_Collected data_
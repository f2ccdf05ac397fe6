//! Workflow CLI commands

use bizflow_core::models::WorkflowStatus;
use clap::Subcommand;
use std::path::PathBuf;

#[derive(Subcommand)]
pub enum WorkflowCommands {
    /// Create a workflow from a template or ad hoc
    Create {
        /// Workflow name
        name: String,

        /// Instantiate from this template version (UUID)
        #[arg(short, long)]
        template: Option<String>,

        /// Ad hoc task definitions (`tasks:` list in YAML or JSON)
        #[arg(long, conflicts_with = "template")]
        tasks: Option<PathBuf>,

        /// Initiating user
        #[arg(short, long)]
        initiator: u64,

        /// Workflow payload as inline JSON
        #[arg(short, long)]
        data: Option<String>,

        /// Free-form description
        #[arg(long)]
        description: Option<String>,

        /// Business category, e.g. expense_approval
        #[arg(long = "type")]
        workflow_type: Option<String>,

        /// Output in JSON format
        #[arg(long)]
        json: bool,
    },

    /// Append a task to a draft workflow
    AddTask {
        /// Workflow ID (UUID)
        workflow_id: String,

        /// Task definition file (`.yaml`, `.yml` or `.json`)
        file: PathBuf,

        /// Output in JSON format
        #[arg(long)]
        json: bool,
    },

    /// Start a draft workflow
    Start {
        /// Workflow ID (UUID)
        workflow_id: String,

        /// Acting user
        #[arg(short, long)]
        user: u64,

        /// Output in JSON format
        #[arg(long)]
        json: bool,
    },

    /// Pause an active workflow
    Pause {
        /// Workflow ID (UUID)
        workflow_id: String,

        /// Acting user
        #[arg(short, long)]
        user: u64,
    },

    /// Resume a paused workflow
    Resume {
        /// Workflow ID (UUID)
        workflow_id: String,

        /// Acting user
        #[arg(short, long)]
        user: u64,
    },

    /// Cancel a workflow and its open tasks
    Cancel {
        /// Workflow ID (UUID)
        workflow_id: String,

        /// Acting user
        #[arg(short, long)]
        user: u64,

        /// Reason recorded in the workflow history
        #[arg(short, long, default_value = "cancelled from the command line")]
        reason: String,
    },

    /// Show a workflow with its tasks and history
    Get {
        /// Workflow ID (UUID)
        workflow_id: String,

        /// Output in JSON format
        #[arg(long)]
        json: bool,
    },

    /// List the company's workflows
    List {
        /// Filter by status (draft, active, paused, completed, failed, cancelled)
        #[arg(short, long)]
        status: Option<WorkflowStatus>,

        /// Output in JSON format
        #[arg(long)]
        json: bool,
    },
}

---

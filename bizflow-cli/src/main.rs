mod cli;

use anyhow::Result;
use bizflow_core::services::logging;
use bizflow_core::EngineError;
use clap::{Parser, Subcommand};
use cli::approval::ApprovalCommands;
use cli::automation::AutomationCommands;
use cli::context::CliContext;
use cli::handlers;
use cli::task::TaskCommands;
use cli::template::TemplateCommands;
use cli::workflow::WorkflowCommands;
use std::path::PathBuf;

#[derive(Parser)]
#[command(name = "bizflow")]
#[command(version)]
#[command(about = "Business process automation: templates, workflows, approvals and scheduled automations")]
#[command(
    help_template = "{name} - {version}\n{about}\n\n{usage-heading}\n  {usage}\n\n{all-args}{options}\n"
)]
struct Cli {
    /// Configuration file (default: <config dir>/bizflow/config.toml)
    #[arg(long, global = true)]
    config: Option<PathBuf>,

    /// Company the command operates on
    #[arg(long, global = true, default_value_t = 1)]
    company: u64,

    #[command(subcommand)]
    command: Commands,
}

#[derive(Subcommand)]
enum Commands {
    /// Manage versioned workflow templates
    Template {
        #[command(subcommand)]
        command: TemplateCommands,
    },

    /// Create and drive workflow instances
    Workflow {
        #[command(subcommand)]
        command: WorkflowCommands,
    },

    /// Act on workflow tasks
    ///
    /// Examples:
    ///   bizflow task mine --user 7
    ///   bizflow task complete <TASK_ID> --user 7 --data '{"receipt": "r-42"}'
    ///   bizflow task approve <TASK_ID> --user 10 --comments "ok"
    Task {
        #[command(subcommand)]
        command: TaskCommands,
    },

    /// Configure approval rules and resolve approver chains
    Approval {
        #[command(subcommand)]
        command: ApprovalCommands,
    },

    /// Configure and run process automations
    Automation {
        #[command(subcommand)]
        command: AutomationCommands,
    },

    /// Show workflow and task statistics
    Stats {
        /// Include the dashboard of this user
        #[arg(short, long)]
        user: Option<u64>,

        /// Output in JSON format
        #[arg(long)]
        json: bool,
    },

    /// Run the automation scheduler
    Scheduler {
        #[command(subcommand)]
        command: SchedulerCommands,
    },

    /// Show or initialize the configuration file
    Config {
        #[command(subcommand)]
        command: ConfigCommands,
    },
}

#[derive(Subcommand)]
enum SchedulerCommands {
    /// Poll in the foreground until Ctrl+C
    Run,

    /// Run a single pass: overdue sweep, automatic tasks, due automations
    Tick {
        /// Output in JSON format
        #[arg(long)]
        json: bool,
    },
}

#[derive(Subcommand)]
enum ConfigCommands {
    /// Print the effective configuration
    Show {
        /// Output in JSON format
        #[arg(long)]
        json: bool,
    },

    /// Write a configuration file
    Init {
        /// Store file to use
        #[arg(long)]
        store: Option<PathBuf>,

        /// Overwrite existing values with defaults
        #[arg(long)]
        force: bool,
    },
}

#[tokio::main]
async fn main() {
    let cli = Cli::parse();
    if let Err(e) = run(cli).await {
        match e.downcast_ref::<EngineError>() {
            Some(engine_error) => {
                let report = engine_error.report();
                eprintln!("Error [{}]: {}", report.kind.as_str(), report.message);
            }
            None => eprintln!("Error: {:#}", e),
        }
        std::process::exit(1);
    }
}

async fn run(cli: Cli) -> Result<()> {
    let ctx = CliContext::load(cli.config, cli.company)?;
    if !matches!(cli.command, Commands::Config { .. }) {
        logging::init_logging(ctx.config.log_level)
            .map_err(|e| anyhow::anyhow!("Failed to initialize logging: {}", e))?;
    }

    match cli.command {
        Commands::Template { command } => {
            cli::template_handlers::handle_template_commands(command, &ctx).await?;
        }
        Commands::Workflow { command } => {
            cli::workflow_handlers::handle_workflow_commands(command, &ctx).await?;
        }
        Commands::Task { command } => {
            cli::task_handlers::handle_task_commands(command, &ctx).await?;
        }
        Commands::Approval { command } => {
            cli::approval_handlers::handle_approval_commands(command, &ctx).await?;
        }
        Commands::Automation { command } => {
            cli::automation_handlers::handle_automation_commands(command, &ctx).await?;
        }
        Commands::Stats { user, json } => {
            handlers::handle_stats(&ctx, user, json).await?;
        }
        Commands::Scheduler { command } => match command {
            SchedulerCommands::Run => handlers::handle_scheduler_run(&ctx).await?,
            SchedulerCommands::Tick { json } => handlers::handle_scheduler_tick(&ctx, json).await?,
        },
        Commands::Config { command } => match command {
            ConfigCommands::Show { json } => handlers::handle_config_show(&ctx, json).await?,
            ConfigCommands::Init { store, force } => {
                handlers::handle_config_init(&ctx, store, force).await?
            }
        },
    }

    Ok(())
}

_Try it_
Where a line of the data above includes the string "AutomationCommands", pull it out.

_Solution to the exercise_
use cli::automation::AutomationCommands;
        command: AutomationCommands,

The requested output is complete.